A jamais orphelin de l’absence de Stina Nordenstam, ce cinquième album d’Anne Garner, comme une apologie de la fragilité, de l’économie de moyens n’en finira pas de vous briser le cœur.
Comment faîtes-vous pour découvrir de la musique aujourd’hui ? En fouillant dans les bacs de votre disquaire préféré, en farfouillant tel un monomaniaque affamé de nouveautés dans les pages de la presse spécialisée sur papier glacé, en quête du Saint Graal, de la pépite ultime. En furetant entre les pages virtuels de votre webzine préféré.
Comment ne pas se laisser déborder par son enthousiasme quand la proposition de découverte est aujourd’hui aussi infinie qu’elle l’est devenue avec Internet ?
Tout passionné de musique de nos jours m’évoque cette image du vieux mineur qui va au charbon dans le fond des trous noirs à la recherche de la plus belle pièce, du filon. Bandcamp, j’y passe mes jours et une partie de mes nuits. C’est ainsi que j’ai découvert le travail de l’anglaise Anne Garner avec son quatrième album, Be Life sorti sur le label Slowcraft Records.
Vous ne vous êtes jamais remis de la rareté de la divine Stina Nordenstam. La voix fragile d’Alison Shaw résonne encore en vous. Julianna Barwick ne vous quitte jamais. Vous ne pouvez dans ce cas passer à côté de Be Life.
Il est des œuvres comme des apologies de la fragilité, de l’économie de moyen pour plus de brisures au cœur. Ce nouvel album de Anne Garner est de ceux-là. Entre la mélancolie soyeuse de Kate Bush, la flamboyance des débuts de Goldfrapp et la science du murmure de Liz Frazer, Anne Garner occupe petit à petit son propre univers, son propre terrain.
Jamais démonstrative, toujours suggestive, Be Life est loin des lyrismes crâneurs. Il y a la beauté maritime des grands larges dans All That’s left, entre minimalisme circonspect et douceur orientale involontaire quand l’instrumental Soft Eyes nous balade du côté de The Album Leaf qui aurait rencontré Stars Of The Lid.

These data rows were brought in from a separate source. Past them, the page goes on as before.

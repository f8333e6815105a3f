//! Time-to-progress mapping for one loaded animation.
//!
//! The clock is a pure function of the session and a wall-clock reading. It
//! works on the *played distance*: how many timeline lengths have been covered
//! since the session started, always non-negative. Loop policies fold that
//! distance into a fraction, and a negative rate reflects the result (`1 - f`).

use serde::{Deserialize, Serialize};

use crate::error::PlaybackError;

/// What happens when the timeline end is reached
#[derive(Copy, Clone, Debug, Default, PartialEq, Eq, Hash, Serialize, Deserialize)]
#[serde(rename_all = "lowercase")]
pub enum LoopMode {
    /// Play once and stop at the end
    #[default]
    None,
    /// Wrap back to the start
    Loop,
    /// Reverse direction at each end
    Bounce,
}

impl LoopMode {
    #[inline]
    pub fn name(&self) -> &'static str {
        match self {
            Self::None => "none",
            Self::Loop => "loop",
            Self::Bounce => "bounce",
        }
    }

    /// Check if this mode keeps playing past the timeline end
    #[inline]
    pub fn repeats(&self) -> bool {
        !matches!(self, Self::None)
    }
}

/// Timing parameters of one playback session
#[derive(Clone, Debug, PartialEq, Serialize, Deserialize)]
pub struct Session {
    start_wall_time: f64,
    duration: f64,
    fps: f64,
    rate: f64,
    loop_mode: LoopMode,
    /// Distance already covered at `start_wall_time`
    origin: f64,
}

impl Session {
    /// Create a session starting at `start_wall_time`.
    /// Fails with `InvalidSession` unless duration and fps are finite and positive.
    pub fn new(start_wall_time: f64, duration: f64, fps: f64) -> Result<Self, PlaybackError> {
        if !(duration.is_finite() && duration > 0.0) {
            return Err(PlaybackError::InvalidSession {
                duration,
                fps,
                reason: "duration must be a positive number of seconds".to_string(),
            });
        }
        if !(fps.is_finite() && fps > 0.0) {
            return Err(PlaybackError::InvalidSession {
                duration,
                fps,
                reason: "fps must be positive".to_string(),
            });
        }
        Ok(Self {
            start_wall_time,
            duration,
            fps,
            rate: 1.0,
            loop_mode: LoopMode::None,
            origin: 0.0,
        })
    }

    #[inline]
    pub fn with_rate(mut self, rate: f64) -> Self {
        self.rate = rate;
        self
    }

    #[inline]
    pub fn with_loop_mode(mut self, loop_mode: LoopMode) -> Self {
        self.loop_mode = loop_mode;
        self
    }

    #[inline]
    pub fn start_wall_time(&self) -> f64 {
        self.start_wall_time
    }

    #[inline]
    pub fn duration(&self) -> f64 {
        self.duration
    }

    #[inline]
    pub fn fps(&self) -> f64 {
        self.fps
    }

    #[inline]
    pub fn rate(&self) -> f64 {
        self.rate
    }

    #[inline]
    pub fn loop_mode(&self) -> LoopMode {
        self.loop_mode
    }

    #[inline]
    pub fn origin(&self) -> f64 {
        self.origin
    }

    /// Check if the fraction runs from 1 towards 0
    #[inline]
    pub fn is_reversed(&self) -> bool {
        self.rate < 0.0
    }
}

/// Result of sampling the clock
#[derive(Copy, Clone, Debug, PartialEq, Serialize, Deserialize)]
pub struct Progress {
    /// Position on the timeline in [0, 1]
    pub fraction: f64,
    /// Timeline boundaries crossed since the session origin
    pub cycle: u64,
    /// `cycle` moved past the caller's previous cycle
    pub completed: bool,
    /// Played distance in timeline lengths
    pub distance: f64,
}

/// Maps wall-clock time to progress for one session
#[derive(Clone, Debug, PartialEq, Serialize, Deserialize)]
pub struct PlaybackClock {
    session: Session,
}

impl PlaybackClock {
    pub fn new(session: Session) -> Self {
        Self { session }
    }

    #[inline]
    pub fn session(&self) -> &Session {
        &self.session
    }

    /// Played distance at `now`; time before the session start counts as zero
    pub fn distance(&self, now: f64) -> f64 {
        let elapsed = (now - self.session.start_wall_time).max(0.0);
        self.session.origin + elapsed * self.session.rate.abs() / self.session.duration
    }

    /// Fold a played distance into a fraction under the session's loop mode
    pub fn fraction_at(&self, distance: f64) -> f64 {
        let forward = match self.session.loop_mode {
            LoopMode::None => distance.clamp(0.0, 1.0),
            LoopMode::Loop => distance - distance.floor(),
            LoopMode::Bounce => {
                let k = distance.floor();
                let frac = distance - k;
                if k % 2.0 == 0.0 {
                    frac
                } else {
                    1.0 - frac
                }
            }
        };
        if self.session.is_reversed() {
            1.0 - forward
        } else {
            forward
        }
    }

    /// Boundaries crossed at `distance`. `none` mode has a single boundary.
    pub fn cycle_at(&self, distance: f64) -> u64 {
        match self.session.loop_mode {
            LoopMode::None => u64::from(distance >= 1.0),
            LoopMode::Loop | LoopMode::Bounce => distance.max(0.0).floor() as u64,
        }
    }

    /// Sample the clock at `now`, reporting completion relative to `previous_cycle`
    pub fn progress(&self, now: f64, previous_cycle: u64) -> Progress {
        let distance = self.distance(now);
        let cycle = self.cycle_at(distance);
        Progress {
            fraction: self.fraction_at(distance),
            cycle,
            completed: cycle > previous_cycle,
            distance,
        }
    }

    /// Distance within the first cycle that shows `fraction`
    pub fn distance_for(&self, fraction: f64) -> f64 {
        if self.session.is_reversed() {
            1.0 - fraction
        } else {
            fraction
        }
    }

    /// Restart counting from `now`, with `distance` already covered
    pub fn rebase(&mut self, now: f64, distance: f64) {
        self.session.start_wall_time = now;
        self.session.origin = distance.max(0.0);
    }

    /// Move the start forward by an interval during which time must not count
    pub fn shift(&mut self, seconds: f64) {
        if seconds > 0.0 {
            self.session.start_wall_time += seconds;
        }
    }

    /// Change the rate at `now` without moving the displayed fraction.
    /// Flipping direction restarts cycle counting from the current position.
    pub fn set_rate(&mut self, now: f64, rate: f64) {
        let distance = self.distance(now);
        if (rate < 0.0) == self.session.is_reversed() {
            self.session.rate = rate;
            self.rebase(now, distance);
        } else {
            let fraction = self.fraction_at(distance);
            self.session.rate = rate;
            let restart = self.distance_for(fraction);
            self.rebase(now, restart);
        }
    }

    /// Change the loop mode at `now`, keeping the displayed fraction
    pub fn set_loop_mode(&mut self, now: f64, loop_mode: LoopMode) {
        let fraction = self.fraction_at(self.distance(now));
        self.session.loop_mode = loop_mode;
        let restart = self.distance_for(fraction);
        self.rebase(now, restart);
    }

    /// Frame index shown at `fraction`
    #[inline]
    pub fn frame_index(&self, fraction: f64) -> u32 {
        (fraction * self.session.duration * self.session.fps).floor().max(0.0) as u32
    }

    /// Frame count of the timeline
    #[inline]
    pub fn total_frames(&self) -> u32 {
        (self.session.duration * self.session.fps).round() as u32
    }
}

Pourtant, malgré cette aveuglante fragilité, il ne faudrait pas limiter Anne Garner à une silhouette évanescente. Sa musique est bien plus subtile, n’hésitant pas à aller piocher dans une celtitude organique mais jamais appuyée car elle pourrait devenir repoussoir.
Ici tout est un savant dosage de délicatesse et de hardiesse. Chez d’autres plus emphatiques, Wherever you go ne serait pas l’arrache-cœur qu’il est chez l’anglaise.
Anne Garner a bien compris, elle, que l’émotion ne peut naître que de la modestie dans le propos. Elle ne nous dit pas grand-chose mais l’importance est dans le choix des mots, dans l’intensité de sa voix. Dans cette science du silence sans doute aussi, de celle qui apprivoise les non-dits, de celle qui tutoie les murmures.
C’est la rencontre improbable entre les ritournelles de Cole Porter et l’authenticité radieuse de Molly Drake. C’est l’évidence de la rencontre avec la beauté pure. Avec la grâce. Be Life se termine par une longue plage silencieuse d’une vingtaine de secondes comme pour mieux contribuer de ce contraste qu’était cet échange avec Anne Garner.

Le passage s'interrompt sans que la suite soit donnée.